In Week 13, Grant had five receptions for 62 yards and a touchdown in a 33–22 loss to the Arizona Cardinals. In Week 14, Grant had one reception for 46 yards and a touchdown, and also returned a punt for a 97 yard touchdown, each in the first half, in the 45–30 loss to the Green Bay Packers, earning NFC Special Teams Player of the Week. He was named to the Pro Bowl.

===Cleveland Browns===
On March 16, 2022, Grant signed a three-year contract with the Cleveland Browns. He was placed on injured reserve on August 10, 2022, after injuring his Achilles tendon during practice.

In the final game of the 2023 preseason, Grant was carted off with a knee injury.
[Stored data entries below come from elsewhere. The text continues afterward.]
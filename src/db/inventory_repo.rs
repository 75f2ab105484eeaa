// src/db/inventory_repo.rs

use rust_decimal::Decimal;
use sqlx::{types::Json, Executor, Postgres, QueryBuilder};
use uuid::Uuid;

use crate::{
    common::{db_utils::is_unique_violation, error::AppError},
    models::inventory::{
        clamp_limit, Movement, MovementFilter, NewMovement, StockLevel, StockLevelFilter,
        TransferOrder,
    },
};

// Cabeçalho de transferência: a perna de saída casada com a de entrada
// pelo mesmo correlation_id.
const TRANSFER_HEADER_SELECT: &str = r#"
    SELECT
        o.correlation_id AS correlation_id,
        o.item_id,
        it.name AS item_name,
        o.quantity,
        o.unit_cost,
        o.amount,
        o.location_id AS source_location_id,
        src.name AS source_location_name,
        i.location_id AS target_location_id,
        dst.name AS target_location_name,
        o.operator_id,
        LEAST(o.occurred_at, i.occurred_at) AS occurred_at,
        COALESCE(o.notes, i.notes) AS notes
    FROM stock_movements o
    JOIN stock_movements i
      ON i.correlation_id = o.correlation_id
     AND i.movement_type = 'transfer'
     AND i.direction = 'inbound'
    JOIN items it ON it.id = o.item_id
    JOIN locations src ON src.id = o.location_id
    JOIN locations dst ON dst.id = i.location_id
    WHERE o.movement_type = 'transfer'
      AND o.direction = 'outbound'
"#;

#[derive(Clone, Default)]
pub struct InventoryRepository;

impl InventoryRepository {
    pub fn new() -> Self {
        Self
    }

    // ---
    // Saldos (Snapshot)
    // ---

    pub async fn get_stock_level<'e, E>(
        &self,
        executor: E,
        item_id: Uuid,
        location_id: Uuid,
    ) -> Result<Option<StockLevel>, AppError>
    where
        E: Executor<'e, Database = Postgres>,
    {
        let level = sqlx::query_as::<_, StockLevel>(
            "SELECT * FROM stock_levels WHERE item_id = $1 AND location_id = $2",
        )
            .bind(item_id)
            .bind(location_id)
            .fetch_optional(executor)
            .await?;
        Ok(level)
    }

    pub async fn list_stock_levels<'e, E>(
        &self,
        executor: E,
        filter: &StockLevelFilter,
    ) -> Result<Vec<StockLevel>, AppError>
    where
        E: Executor<'e, Database = Postgres>,
    {
        let mut qb = QueryBuilder::<Postgres>::new("SELECT * FROM stock_levels WHERE TRUE");
        if let Some(item_id) = filter.item_id {
            qb.push(" AND item_id = ").push_bind(item_id);
        }
        if let Some(location_id) = filter.location_id {
            qb.push(" AND location_id = ").push_bind(location_id);
        }
        qb.push(" ORDER BY item_id, location_id");

        let levels = qb.build_query_as::<StockLevel>().fetch_all(executor).await?;
        Ok(levels)
    }

    /// "UPSERT" do saldo: soma `quantity` (cria a linha com reserved = 0 se não existir).
    pub async fn increment_quantity<'e, E>(
        &self,
        executor: E,
        item_id: Uuid,
        location_id: Uuid,
        quantity: Decimal,
    ) -> Result<StockLevel, AppError>
    where
        E: Executor<'e, Database = Postgres>,
    {
        let level = sqlx::query_as::<_, StockLevel>(
            r#"
            INSERT INTO stock_levels (item_id, location_id, quantity, reserved)
            VALUES ($1, $2, $3, 0)
            ON CONFLICT (item_id, location_id)
            DO UPDATE SET
                quantity = stock_levels.quantity + EXCLUDED.quantity,
                updated_at = now()
            RETURNING *
            "#,
        )
            .bind(item_id)
            .bind(location_id)
            .bind(quantity)
            .fetch_one(executor)
            .await?;
        Ok(level)
    }

    /// Baixa condicional (compare-and-swap na linha): só subtrai se o disponível
    /// cobrir a quantidade. Retorna o número de linhas afetadas (0 ou 1).
    pub async fn decrement_quantity<'e, E>(
        &self,
        executor: E,
        item_id: Uuid,
        location_id: Uuid,
        quantity: Decimal,
    ) -> Result<u64, AppError>
    where
        E: Executor<'e, Database = Postgres>,
    {
        let result = sqlx::query(
            r#"
            UPDATE stock_levels
            SET quantity = quantity - $3, updated_at = now()
            WHERE item_id = $1 AND location_id = $2
              AND quantity >= $3
              AND quantity - reserved >= $3
            "#,
        )
            .bind(item_id)
            .bind(location_id)
            .bind(quantity)
            .execute(executor)
            .await?;
        Ok(result.rows_affected())
    }

    /// Reserva condicional: `reserved += qty` somente se `available >= qty`.
    pub async fn reserve<'e, E>(
        &self,
        executor: E,
        item_id: Uuid,
        location_id: Uuid,
        quantity: Decimal,
    ) -> Result<Option<StockLevel>, AppError>
    where
        E: Executor<'e, Database = Postgres>,
    {
        let level = sqlx::query_as::<_, StockLevel>(
            r#"
            UPDATE stock_levels
            SET reserved = reserved + $3, updated_at = now()
            WHERE item_id = $1 AND location_id = $2
              AND quantity - reserved >= $3
            RETURNING *
            "#,
        )
            .bind(item_id)
            .bind(location_id)
            .bind(quantity)
            .fetch_optional(executor)
            .await?;
        Ok(level)
    }

    /// Liberação condicional: `reserved -= qty` somente se `reserved >= qty`.
    pub async fn release<'e, E>(
        &self,
        executor: E,
        item_id: Uuid,
        location_id: Uuid,
        quantity: Decimal,
    ) -> Result<Option<StockLevel>, AppError>
    where
        E: Executor<'e, Database = Postgres>,
    {
        let level = sqlx::query_as::<_, StockLevel>(
            r#"
            UPDATE stock_levels
            SET reserved = reserved - $3, updated_at = now()
            WHERE item_id = $1 AND location_id = $2
              AND reserved >= $3
            RETURNING *
            "#,
        )
            .bind(item_id)
            .bind(location_id)
            .bind(quantity)
            .fetch_optional(executor)
            .await?;
        Ok(level)
    }

    // ---
    // Livro-razão (Movimentações)
    // ---

    pub async fn record_movement<'e, E>(
        &self,
        executor: E,
        movement: &NewMovement,
    ) -> Result<Movement, AppError>
    where
        E: Executor<'e, Database = Postgres>,
    {
        sqlx::query_as::<_, Movement>(
            r#"
            INSERT INTO stock_movements (
                id, direction, movement_type, item_id, location_id, correlation_id,
                quantity, unit_cost, amount, operator_id, occurred_at,
                counterpart, notes, attributes
            )
            VALUES ($1, $2, $3, $4, $5, $6, $7, $8, $9, $10, $11, $12, $13, $14)
            RETURNING *
            "#,
        )
            .bind(Uuid::new_v4())
            .bind(movement.direction)
            .bind(movement.movement_type)
            .bind(movement.item_id)
            .bind(movement.location_id)
            .bind(movement.correlation_id.as_deref())
            .bind(movement.quantity)
            .bind(movement.unit_cost)
            .bind(movement.amount)
            .bind(movement.operator_id)
            .bind(movement.occurred_at)
            .bind(movement.counterpart.clone().map(Json))
            .bind(movement.notes.as_deref())
            .bind(Json(movement.attributes.clone()))
            .fetch_one(executor)
            .await
            .map_err(|e| {
                if is_unique_violation(&e, "stock_movements_transfer_leg_key") {
                    return AppError::TransferReferenceExists(
                        movement.correlation_id.clone().unwrap_or_default(),
                    );
                }
                e.into()
            })
    }

    /// Lê a movimentação travando a linha (para o estorno).
    pub async fn find_movement_for_update<'e, E>(
        &self,
        executor: E,
        movement_id: Uuid,
    ) -> Result<Option<Movement>, AppError>
    where
        E: Executor<'e, Database = Postgres>,
    {
        let movement = sqlx::query_as::<_, Movement>(
            "SELECT * FROM stock_movements WHERE id = $1 FOR UPDATE",
        )
            .bind(movement_id)
            .fetch_optional(executor)
            .await?;
        Ok(movement)
    }

    /// As duas pernas de uma transferência: mais antiga primeiro, saída antes
    /// da entrada em caso de empate.
    pub async fn find_transfer_legs<'e, E>(
        &self,
        executor: E,
        correlation_id: &str,
        for_update: bool,
    ) -> Result<Vec<Movement>, AppError>
    where
        E: Executor<'e, Database = Postgres>,
    {
        let sql = format!(
            r#"
            SELECT * FROM stock_movements
            WHERE correlation_id = $1 AND movement_type = 'transfer'
            ORDER BY occurred_at ASC, CASE direction WHEN 'outbound' THEN 0 ELSE 1 END ASC
            {}
            "#,
            if for_update { "FOR UPDATE" } else { "" }
        );
        let legs = sqlx::query_as::<_, Movement>(&sql)
            .bind(correlation_id)
            .fetch_all(executor)
            .await?;
        Ok(legs)
    }

    pub async fn delete_movement<'e, E>(&self, executor: E, movement_id: Uuid) -> Result<(), AppError>
    where
        E: Executor<'e, Database = Postgres>,
    {
        sqlx::query("DELETE FROM stock_movements WHERE id = $1")
            .bind(movement_id)
            .execute(executor)
            .await?;
        Ok(())
    }

    pub async fn list_movements<'e, E>(
        &self,
        executor: E,
        filter: &MovementFilter,
    ) -> Result<Vec<Movement>, AppError>
    where
        E: Executor<'e, Database = Postgres>,
    {
        let mut qb = QueryBuilder::<Postgres>::new("SELECT * FROM stock_movements WHERE TRUE");
        if let Some(item_id) = filter.item_id {
            qb.push(" AND item_id = ").push_bind(item_id);
        }
        if let Some(location_id) = filter.location_id {
            qb.push(" AND location_id = ").push_bind(location_id);
        }
        if let Some(movement_type) = filter.movement_type {
            qb.push(" AND movement_type = ").push_bind(movement_type);
        }
        qb.push(" ORDER BY occurred_at DESC, created_at DESC LIMIT ")
            .push_bind(clamp_limit(filter.limit));

        let movements = qb.build_query_as::<Movement>().fetch_all(executor).await?;
        Ok(movements)
    }

    // ---
    // Transferências (leitura agregada)
    // ---

    pub async fn list_transfer_orders<'e, E>(
        &self,
        executor: E,
        limit: i64,
    ) -> Result<Vec<TransferOrder>, AppError>
    where
        E: Executor<'e, Database = Postgres>,
    {
        let sql = format!("{TRANSFER_HEADER_SELECT} ORDER BY occurred_at DESC LIMIT $1");
        let orders = sqlx::query_as::<_, TransferOrder>(&sql)
            .bind(limit)
            .fetch_all(executor)
            .await?;
        Ok(orders)
    }

    pub async fn find_transfer_order<'e, E>(
        &self,
        executor: E,
        correlation_id: &str,
    ) -> Result<Option<TransferOrder>, AppError>
    where
        E: Executor<'e, Database = Postgres>,
    {
        let sql = format!("{TRANSFER_HEADER_SELECT} AND o.correlation_id = $1");
        let order = sqlx::query_as::<_, TransferOrder>(&sql)
            .bind(correlation_id)
            .fetch_optional(executor)
            .await?;
        Ok(order)
    }
}
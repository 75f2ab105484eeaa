pub mod catalog_service;
pub use catalog_service::CatalogService;
pub mod inventory_service;
pub use inventory_service::InventoryService;
pub mod dashboard_service;
pub use dashboard_service::DashboardService;
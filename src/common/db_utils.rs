// src/common/db_utils.rs

use sqlx::{Postgres, Transaction};

use crate::common::error::AppError;

// ---
// Helper de Transação: o "fecho" de toda operação de escrita
// ---
/// Faz commit se o corpo da operação deu certo; caso contrário faz rollback
/// explícito antes de devolver o erro original. Nenhum estado parcial sobrevive.
pub(crate) async fn finish_transaction<T>(
    tx: Transaction<'_, Postgres>,
    operation: &'static str,
    result: Result<T, AppError>,
) -> Result<T, AppError> {
    match result {
        Ok(value) => {
            tx.commit().await?;
            Ok(value)
        }
        Err(err) => {
            if let Err(rollback_err) = tx.rollback().await {
                tracing::error!(operation, "Falha no rollback: {:?}", rollback_err);
            }
            if err.is_infrastructure() {
                tracing::error!(operation, code = err.code(), "Operação revertida: {}", err);
            } else {
                tracing::warn!(operation, code = err.code(), "Operação recusada: {}", err);
            }
            Err(err)
        }
    }
}

/// `true` se o erro for violação de unicidade no índice/constraint indicado.
pub(crate) fn is_unique_violation(err: &sqlx::Error, constraint: &str) -> bool {
    match err {
        sqlx::Error::Database(db_err) => {
            db_err.is_unique_violation() && db_err.constraint() == Some(constraint)
        }
        _ => false,
    }
}
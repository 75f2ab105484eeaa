pub mod catalog_repo;
pub use catalog_repo::{CatalogRepository, RowLock};
pub mod inventory_repo;
pub use inventory_repo::InventoryRepository;
pub mod dashboard_repo;
pub use dashboard_repo::DashboardRepository;

use sqlx::PgPool;

/// Aplica as migrações de `migrations/` (embutidas no binário).
pub async fn run_migrations(pool: &PgPool) -> Result<(), sqlx::migrate::MigrateError> {
    sqlx::migrate!("./migrations").run(pool).await
}
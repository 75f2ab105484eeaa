// src/models/inventory.rs

use std::collections::BTreeMap;
use std::fmt;

use chrono::{DateTime, NaiveDate, Utc};
use rust_decimal::{Decimal, RoundingStrategy};
use serde::{Deserialize, Serialize};
use serde_json::Value;
use sqlx::{types::Json, FromRow};
use utoipa::{IntoParams, ToSchema};
use uuid::Uuid;
use validator::Validate;

use crate::models::{validate_not_negative, validate_positive};

// --- 1. Direção e Tipo da movimentação ---
#[derive(Debug, Clone, Copy, PartialEq, Eq, Serialize, Deserialize, sqlx::Type, ToSchema)]
#[sqlx(type_name = "movement_direction", rename_all = "snake_case")]
#[serde(rename_all = "snake_case")]
pub enum MovementDirection {
    Inbound,
    Outbound,
}

impl fmt::Display for MovementDirection {
    fn fmt(&self, f: &mut fmt::Formatter<'_>) -> fmt::Result {
        match self {
            MovementDirection::Inbound => f.write_str("inbound"),
            MovementDirection::Outbound => f.write_str("outbound"),
        }
    }
}

#[derive(Debug, Clone, Copy, PartialEq, Eq, Serialize, Deserialize, sqlx::Type, ToSchema)]
#[sqlx(type_name = "movement_type", rename_all = "snake_case")]
#[serde(rename_all = "snake_case")]
pub enum MovementType {
    Purchase,
    Sale,
    Transfer,
    Return,
    Adjustment,
    Spoilage,
    InitialStock,
}

impl MovementType {
    /// Quais tipos podem ser lançados diretamente em cada direção.
    /// A perna de entrada de uma transferência é criada pela saída, nunca pelo chamador.
    pub fn allowed_for(self, direction: MovementDirection) -> bool {
        match direction {
            MovementDirection::Inbound => matches!(
                self,
                MovementType::Purchase
                    | MovementType::Return
                    | MovementType::Adjustment
                    | MovementType::InitialStock
            ),
            MovementDirection::Outbound => matches!(
                self,
                MovementType::Sale
                    | MovementType::Transfer
                    | MovementType::Return
                    | MovementType::Adjustment
                    | MovementType::Spoilage
            ),
        }
    }
}

impl fmt::Display for MovementType {
    fn fmt(&self, f: &mut fmt::Formatter<'_>) -> fmt::Result {
        let s = match self {
            MovementType::Purchase => "purchase",
            MovementType::Sale => "sale",
            MovementType::Transfer => "transfer",
            MovementType::Return => "return",
            MovementType::Adjustment => "adjustment",
            MovementType::Spoilage => "spoilage",
            MovementType::InitialStock => "initial_stock",
        };
        f.write_str(s)
    }
}

// --- 2. Saldo (Snapshot) por item/local ---
#[derive(Debug, Clone, PartialEq, Serialize, Deserialize, FromRow, ToSchema)]
#[serde(rename_all = "camelCase")]
pub struct StockLevel {
    pub item_id: Uuid,
    pub location_id: Uuid,
    /// Quantidade FÍSICA total
    pub quantity: Decimal,
    pub reserved: Decimal,
    pub updated_at: DateTime<Utc>,
}

impl StockLevel {
    pub fn available(&self) -> Decimal {
        self.quantity - self.reserved
    }
}

/// Saldo com o disponível já calculado, para leitura.
#[derive(Debug, Clone, Serialize, ToSchema)]
#[serde(rename_all = "camelCase")]
pub struct StockLevelView {
    #[serde(flatten)]
    pub level: StockLevel,
    pub available: Decimal,
}

impl From<StockLevel> for StockLevelView {
    fn from(level: StockLevel) -> Self {
        let available = level.available();
        Self { level, available }
    }
}

// --- 3. Blobs estruturados ---
#[derive(Debug, Clone, Default, PartialEq, Serialize, Deserialize)]
#[serde(rename_all = "camelCase")]
pub struct MovementAttributes {
    #[serde(default, skip_serializing_if = "Option::is_none")]
    pub batch_number: Option<String>,
    #[serde(default, skip_serializing_if = "Option::is_none")]
    pub position: Option<String>,
    #[serde(default, skip_serializing_if = "Option::is_none")]
    pub expiration_date: Option<NaiveDate>,
    #[serde(flatten)]
    pub extra: BTreeMap<String, Value>,
}

/// Cliente / contraparte de uma venda.
#[derive(Debug, Clone, Default, PartialEq, Serialize, Deserialize)]
#[serde(rename_all = "camelCase")]
pub struct Counterpart {
    pub name: Option<String>,
    pub document: Option<String>,
    pub contact: Option<String>,
}

// --- 4. Movimentação (livro-razão, imutável) ---
#[derive(Debug, Clone, Serialize, Deserialize, FromRow, ToSchema)]
#[serde(rename_all = "camelCase")]
pub struct Movement {
    pub id: Uuid,
    pub direction: MovementDirection,
    pub movement_type: MovementType,
    pub item_id: Uuid,
    pub location_id: Uuid,
    pub correlation_id: Option<String>,
    pub quantity: Decimal,
    pub unit_cost: Option<Decimal>,
    pub amount: Option<Decimal>,
    pub operator_id: Uuid,
    pub occurred_at: DateTime<Utc>,
    #[schema(value_type = Option<Object>)]
    pub counterpart: Option<Json<Counterpart>>,
    pub notes: Option<String>,
    #[schema(value_type = Object)]
    pub attributes: Json<MovementAttributes>,
    pub created_at: DateTime<Utc>,
}

/// Linha nova a ser gravada no livro-razão.
#[derive(Debug, Clone)]
pub struct NewMovement {
    pub direction: MovementDirection,
    pub movement_type: MovementType,
    pub item_id: Uuid,
    pub location_id: Uuid,
    pub correlation_id: Option<String>,
    pub quantity: Decimal,
    pub unit_cost: Option<Decimal>,
    pub amount: Option<Decimal>,
    pub operator_id: Uuid,
    pub occurred_at: DateTime<Utc>,
    pub counterpart: Option<Counterpart>,
    pub notes: Option<String>,
    pub attributes: MovementAttributes,
}

/// `unit_cost × quantity` arredondado em 2 casas (meio para longe do zero).
pub fn compute_amount(unit_cost: Option<Decimal>, quantity: Decimal) -> Option<Decimal> {
    unit_cost.map(|cost| {
        (cost * quantity).round_dp_with_strategy(2, RoundingStrategy::MidpointAwayFromZero)
    })
}

// ---
// Payloads
// ---
#[derive(Debug, Clone, Deserialize, Validate, ToSchema)]
#[serde(rename_all = "camelCase")]
pub struct InboundPayload {
    pub item_id: Uuid,
    pub location_id: Uuid,

    #[validate(custom(function = "validate_positive"))]
    pub quantity: Decimal,

    pub movement_type: MovementType,

    /// Se omitido, usa o custo registrado no item.
    #[validate(custom(function = "validate_not_negative"))]
    pub unit_cost: Option<Decimal>,

    pub occurred_at: Option<DateTime<Utc>>,
    pub correlation_id: Option<String>,
    pub notes: Option<String>,

    #[schema(value_type = Option<Object>)]
    pub attributes: Option<MovementAttributes>,
}

#[derive(Debug, Clone, Deserialize, Validate, ToSchema)]
#[serde(rename_all = "camelCase")]
pub struct OutboundPayload {
    pub item_id: Uuid,
    pub location_id: Uuid,

    #[validate(custom(function = "validate_positive"))]
    pub quantity: Decimal,

    pub movement_type: MovementType,

    /// Obrigatório quando `movementType = transfer`.
    pub target_location_id: Option<Uuid>,

    /// Referência do pedido / transferência. Gerada automaticamente em transferências.
    pub correlation_id: Option<String>,

    #[schema(value_type = Option<Object>)]
    pub counterpart: Option<Counterpart>,

    pub occurred_at: Option<DateTime<Utc>>,
    pub notes: Option<String>,

    #[schema(value_type = Option<Object>)]
    pub attributes: Option<MovementAttributes>,
}

#[derive(Debug, Clone, Deserialize, Validate, ToSchema)]
#[serde(rename_all = "camelCase")]
pub struct ReservationPayload {
    pub item_id: Uuid,
    pub location_id: Uuid,

    #[validate(custom(function = "validate_positive"))]
    pub quantity: Decimal,
}

// ---
// Consultas
// ---
pub const DEFAULT_LIST_LIMIT: i64 = 50;
pub const MAX_LIST_LIMIT: i64 = 500;

pub fn clamp_limit(limit: Option<i64>) -> i64 {
    limit.unwrap_or(DEFAULT_LIST_LIMIT).clamp(1, MAX_LIST_LIMIT)
}

#[derive(Debug, Clone, Default, Deserialize, IntoParams)]
#[serde(rename_all = "camelCase")]
#[into_params(parameter_in = Query)]
pub struct MovementFilter {
    pub limit: Option<i64>,
    pub item_id: Option<Uuid>,
    pub location_id: Option<Uuid>,
    pub movement_type: Option<MovementType>,
}

#[derive(Debug, Clone, Default, Deserialize, IntoParams)]
#[serde(rename_all = "camelCase")]
#[into_params(parameter_in = Query)]
pub struct StockLevelFilter {
    pub item_id: Option<Uuid>,
    pub location_id: Option<Uuid>,
}

#[derive(Debug, Clone, Default, Deserialize, IntoParams)]
#[into_params(parameter_in = Query)]
pub struct LimitQuery {
    pub limit: Option<i64>,
}

// --- 5. Ordem de Transferência (derivada, não armazenada) ---
#[derive(Debug, Clone, PartialEq, Serialize, Deserialize, FromRow, ToSchema)]
#[serde(rename_all = "camelCase")]
pub struct TransferOrder {
    pub correlation_id: String,
    pub item_id: Uuid,
    pub item_name: String,
    pub quantity: Decimal,
    pub unit_cost: Option<Decimal>,
    pub amount: Option<Decimal>,
    pub source_location_id: Uuid,
    pub source_location_name: String,
    pub target_location_id: Uuid,
    pub target_location_name: String,
    pub operator_id: Uuid,
    /// O mais antigo entre as duas pernas.
    pub occurred_at: DateTime<Utc>,
    pub notes: Option<String>,
}

#[derive(Debug, Clone, Serialize, ToSchema)]
#[serde(rename_all = "camelCase")]
pub struct TransferOrderDetail {
    #[serde(flatten)]
    pub header: TransferOrder,
    /// Saída e entrada, da mais antiga para a mais nova.
    pub legs: Vec<Movement>,
}

#[cfg(test)]
mod tests {
    use super::*;
    use rust_decimal_macros::dec;

    #[test]
    fn available_discounts_reserved() {
        let level = StockLevel {
            item_id: Uuid::new_v4(),
            location_id: Uuid::new_v4(),
            quantity: dec!(6),
            reserved: dec!(5),
            updated_at: Utc::now(),
        };
        assert_eq!(level.available(), dec!(1));
        assert_eq!(StockLevelView::from(level).available, dec!(1));
    }

    #[test]
    fn amount_rounds_half_away_from_zero() {
        assert_eq!(compute_amount(Some(dec!(0.125)), dec!(1)), Some(dec!(0.13)));
        assert_eq!(compute_amount(Some(dec!(3.333)), dec!(3)), Some(dec!(10.00)));
        assert_eq!(compute_amount(None, dec!(3)), None);
    }

    #[test]
    fn transfer_is_outbound_only() {
        assert!(MovementType::Transfer.allowed_for(MovementDirection::Outbound));
        assert!(!MovementType::Transfer.allowed_for(MovementDirection::Inbound));
        assert!(MovementType::Purchase.allowed_for(MovementDirection::Inbound));
        assert!(!MovementType::Purchase.allowed_for(MovementDirection::Outbound));
        assert!(!MovementType::Sale.allowed_for(MovementDirection::Inbound));
        assert!(MovementType::Return.allowed_for(MovementDirection::Inbound));
        assert!(MovementType::Return.allowed_for(MovementDirection::Outbound));
    }

    #[test]
    fn payloads_reject_more_than_four_decimal_places() {
        let outbound = OutboundPayload {
            item_id: Uuid::new_v4(),
            location_id: Uuid::new_v4(),
            quantity: dec!(0.00005),
            movement_type: MovementType::Sale,
            target_location_id: None,
            correlation_id: None,
            counterpart: None,
            occurred_at: None,
            notes: None,
            attributes: None,
        };
        assert!(outbound.validate().unwrap_err().field_errors().contains_key("quantity"));

        let inbound = InboundPayload {
            item_id: Uuid::new_v4(),
            location_id: Uuid::new_v4(),
            quantity: dec!(1),
            movement_type: MovementType::Purchase,
            unit_cost: Some(dec!(0.12345)),
            occurred_at: None,
            correlation_id: None,
            notes: None,
            attributes: None,
        };
        assert!(inbound.validate().unwrap_err().field_errors().contains_key("unit_cost"));
    }

    #[test]
    fn limit_is_clamped() {
        assert_eq!(clamp_limit(None), DEFAULT_LIST_LIMIT);
        assert_eq!(clamp_limit(Some(0)), 1);
        assert_eq!(clamp_limit(Some(10_000)), MAX_LIST_LIMIT);
        assert_eq!(clamp_limit(Some(20)), 20);
    }

    #[test]
    fn movement_type_uses_snake_case_on_the_wire() {
        assert_eq!(
            serde_json::to_value(MovementType::InitialStock).unwrap(),
            serde_json::json!("initial_stock")
        );
        assert_eq!(MovementType::InitialStock.to_string(), "initial_stock");
        let parsed: MovementType = serde_json::from_str("\"transfer\"").unwrap();
        assert_eq!(parsed, MovementType::Transfer);
    }
}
He was diagnosed with a ruptured patellar tendon and was placed on injured reserve on August 27, 2023, ending his season.

===Atlanta Falcons===
On August 11, 2024, Grant signed with the Atlanta Falcons, but was placed on injured reserve four days later, and then released. He was re-signed to the practice squad on November 12 but released four days later.

Grant announced his retirement from professional football on March 11, 2026.

==Personal life==
He grew up in a Dallas, Texas, single parent home with his mom, Sylvia Whittaker, and two brothers, Markeith Whittaker and Keonte Grant. Grant attended John Horn High School. He was stabbed in a nightclub in 2014. He is now married and has three children.

In 2016, Grant starred in the NFL Network's TV series Undrafted.